Work request
Top to bottom, output the entries that follow exactly.

Data to process
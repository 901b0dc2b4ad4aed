//! # Rust Config Logger
//!
//! A config-driven logging framework: named, leveled loggers with pluggable
//! appenders and a pattern formatter, plus a typed configuration registry
//! that hot-reloads the logger topology from JSON or TOML documents.
//!
//! ## Features
//!
//! - **Typed config cells**: any `serde` type, change listeners, document loading
//! - **Hot reload**: the `logs` cell drives loggers and appenders at runtime
//! - **Pattern formatter**: `%d{%Y-%m-%d} [%p] %c %m%n` style patterns
//! - **Thread Safe**: reload may run while other threads keep logging
//!
//! ## Example
//!
//! ```no_run
//! use rust_config_logger::{info, logger, ConfigRegistry};
//!
//! rust_config_logger::init().unwrap();
//! ConfigRegistry::global()
//!     .load_from_str(r#"{"logs": [{"name": "app", "level": "INFO",
//!         "appenders": [{"type": "file", "file": "/var/log/app.log"}]}]}"#)
//!     .unwrap();
//!
//! let app = logger!("app");
//! info!(app, "configured from document");
//! ```

pub mod appenders;
pub mod config;
pub mod core;
pub mod macros;
pub mod reload;

pub mod prelude {
    pub use crate::appenders::{AppenderFactory, ConsoleAppender, FileAppender, MemoryAppender};
    pub use crate::config::{ConfigCell, ConfigRegistry, ConfigValue, ConfigVar};
    pub use crate::core::{
        Appender, LogEvent, LogFormatter, LogLevel, Logger, LoggerError, LoggerRegistry, Result,
    };
    pub use crate::reload::{AppenderConfig, LoggerConfig, LoggerConfigSet, ReloadReconciler};
}

pub use appenders::{AppenderFactory, ConsoleAppender, FileAppender, MemoryAppender};
pub use config::{ConfigCell, ConfigRegistry, ConfigValue, ConfigVar};
pub use core::{
    Appender, AppenderMetrics, AppenderSettings, Field, FormatItem, LogEvent, LogFormatter,
    LogLevel, Logger, LoggerError, LoggerMetrics, LoggerRegistry, Result, DEFAULT_PATTERN,
    ROOT_LOGGER_NAME,
};
pub use reload::{
    init, AppenderConfig, LoggerConfig, LoggerConfigSet, ReloadReconciler, LOGS_CONFIG_KEY,
};
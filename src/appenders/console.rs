//! Console appender implementation

use crate::core::{Appender, AppenderMetrics, AppenderSettings, LogEvent, LoggerError, Result};
#[cfg(feature = "console")]
use colored::Colorize;
use std::io::{self, Write};

/// Writes rendered events to stdout.
///
/// The stdout lock is held for the whole write, so lines from concurrent
/// loggers never interleave.
pub struct ConsoleAppender {
    settings: AppenderSettings,
    metrics: AppenderMetrics,
    #[cfg_attr(not(feature = "console"), allow(dead_code))]
    use_colors: bool,
}

impl ConsoleAppender {
    pub fn new() -> Self {
        Self::with_colors(false)
    }

    /// Colour whole lines by level; ignored without the `console` feature
    pub fn with_colors(use_colors: bool) -> Self {
        Self {
            settings: AppenderSettings::new(),
            metrics: AppenderMetrics::new(),
            use_colors,
        }
    }

    #[cfg(feature = "console")]
    fn write_rendered(&self, event: &LogEvent, rendered: &[u8]) -> io::Result<()> {
        let stdout = io::stdout();
        let mut out = stdout.lock();
        if !self.use_colors {
            return out.write_all(rendered);
        }

        let text = String::from_utf8_lossy(rendered);
        let body = text.trim_end_matches('\n');
        write!(out, "{}", body.color(event.level.color_code()))?;
        out.write_all(&text.as_bytes()[body.len()..])
    }

    #[cfg(not(feature = "console"))]
    fn write_rendered(&self, _event: &LogEvent, rendered: &[u8]) -> io::Result<()> {
        io::stdout().lock().write_all(rendered)
    }
}

impl Default for ConsoleAppender {
    fn default() -> Self {
        Self::new()
    }
}

impl Appender for ConsoleAppender {
    fn append(&self, event: &LogEvent) -> Result<()> {
        let (level, formatter) = self.settings.snapshot();
        if event.level < level {
            return Ok(());
        }

        let mut rendered = Vec::with_capacity(256);
        formatter.format_into(event, &mut rendered);

        match self.write_rendered(event, &rendered) {
            Ok(()) => {
                self.metrics.record_written();
                Ok(())
            }
            Err(e) => {
                self.metrics.record_dropped();
                Err(LoggerError::io_operation(
                    "writing to stdout",
                    e.to_string(),
                    e,
                ))
            }
        }
    }

    fn flush(&self) -> Result<()> {
        io::stdout().flush()?;
        Ok(())
    }

    fn kind(&self) -> &str {
        "console"
    }

    fn settings(&self) -> &AppenderSettings {
        &self.settings
    }

    fn metrics(&self) -> &AppenderMetrics {
        &self.metrics
    }
}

Result for this task
repository 901b0dc2b4ad4aed
//! # Rust Config Logger
//!
//! A config-driven logging framework: named, leveled loggers with pluggable
//! appenders and a pattern formatter, plus a typed configuration registry
//! that hot-reloads the logger topology from JSON or TOML documents.
//!
//! ## Features
//!
//! - **Typed config cells**: any `serde` type, change listeners, document loading
//! - **Hot reload**: the `logs` cell drives loggers and appenders at runtime
//! - **Pattern formatter**: `%d{%Y-%m-%d} [%p] %c %m%n` style patterns
//! - **Thread Safe**: reload may run while other threads keep logging
//!
//! ## Example
//!
//! ```no_run
//! use rust_config_logger::{info, logger, ConfigRegistry};
//!
//! rust_config_logger::init().unwrap();
//! ConfigRegistry::global()
//!     .load_from_str(r#"{"logs": [{"name": "app", "level": "INFO",
//!         "appenders": [{"type": "file", "file": "/var/log/app.log"}]}]}"#)
//!     .unwrap();
//!
//! let app = logger!("app");
//! info!(app, "configured from document");
//! ```

pub mod appenders;
pub mod config;
pub mod core;
pub mod macros;
pub mod reload;

pub mod prelude {
    pub use crate::appenders::{AppenderFactory, ConsoleAppender, FileAppender, MemoryAppender};
    pub use crate::config::{ConfigCell, ConfigRegistry, ConfigValue, ConfigVar};
    pub use crate::core::{
        Appender, LogEvent, LogFormatter, LogLevel, Logger, LoggerError, LoggerRegistry, Result,
    };
    pub use crate::reload::{AppenderConfig, LoggerConfig, LoggerConfigSet, ReloadReconciler};
}

pub use appenders::{AppenderFactory, ConsoleAppender, FileAppender, MemoryAppender};
pub use config::{ConfigCell, ConfigRegistry, ConfigValue, ConfigVar};
pub use core::{
    Appender, AppenderMetrics, AppenderSettings, Field, FormatItem, LogEvent, LogFormatter,
    LogLevel, Logger, LoggerError, LoggerMetrics, LoggerRegistry, Result, DEFAULT_PATTERN,
    ROOT_LOGGER_NAME,
};
pub use reload::{
    init, AppenderConfig, LoggerConfig, LoggerConfigSet, ReloadReconciler, LOGS_CONFIG_KEY,
};
filename src/appenders/console.rs
//! Console appender implementation

use crate::core::{Appender, AppenderMetrics, AppenderSettings, LogEvent, LoggerError, Result};
#[cfg(feature = "console")]
use colored::Colorize;
use std::io::{self, Write};

/// Writes rendered events to stdout.
///
/// The stdout lock is held for the whole write, so lines from concurrent
/// loggers never interleave.
pub struct ConsoleAppender {
    settings: AppenderSettings,
    metrics: AppenderMetrics,
    #[cfg_attr(not(feature = "console"), allow(dead_code))]
    use_colors: bool,
}

impl ConsoleAppender {
    pub fn new() -> Self {
        Self::with_colors(false)
    }

    /// Colour whole lines by level; ignored without the `console` feature
    pub fn with_colors(use_colors: bool) -> Self {
        Self {
            settings: AppenderSettings::new(),
            metrics: AppenderMetrics::new(),
            use_colors,
        }
    }

    #[cfg(feature = "console")]
    fn write_rendered(&self, event: &LogEvent, rendered: &[u8]) -> io::Result<()> {
        let stdout = io::stdout();
        let mut out = stdout.lock();
        if !self.use_colors {
            return out.write_all(rendered);
        }

        let text = String::from_utf8_lossy(rendered);
        let body = text.trim_end_matches('\n');
        write!(out, "{}", body.color(event.level.color_code()))?;
        out.write_all(&text.as_bytes()[body.len()..])
    }

    #[cfg(not(feature = "console"))]
    fn write_rendered(&self, _event: &LogEvent, rendered: &[u8]) -> io::Result<()> {
        io::stdout().lock().write_all(rendered)
    }
}

impl Default for ConsoleAppender {
    fn default() -> Self {
        Self::new()
    }
}

impl Appender for ConsoleAppender {
    fn append(&self, event: &LogEvent) -> Result<()> {
        let (level, formatter) = self.settings.snapshot();
        if event.level < level {
            return Ok(());
        }

        let mut rendered = Vec::with_capacity(256);
        formatter.format_into(event, &mut rendered);

        match self.write_rendered(event, &rendered) {
            Ok(()) => {
                self.metrics.record_written();
                Ok(())
            }
            Err(e) => {
                self.metrics.record_dropped();
                Err(LoggerError::io_operation(
                    "writing to stdout",
                    e.to_string(),
                    e,
                ))
            }
        }
    }

    fn flush(&self) -> Result<()> {
        io::stdout().flush()?;
        Ok(())
    }

    fn kind(&self) -> &str {
        "console"
    }

    fn settings(&self) -> &AppenderSettings {
        &self.settings
    }

    fn metrics(&self) -> &AppenderMetrics {
        &self.metrics
    }
}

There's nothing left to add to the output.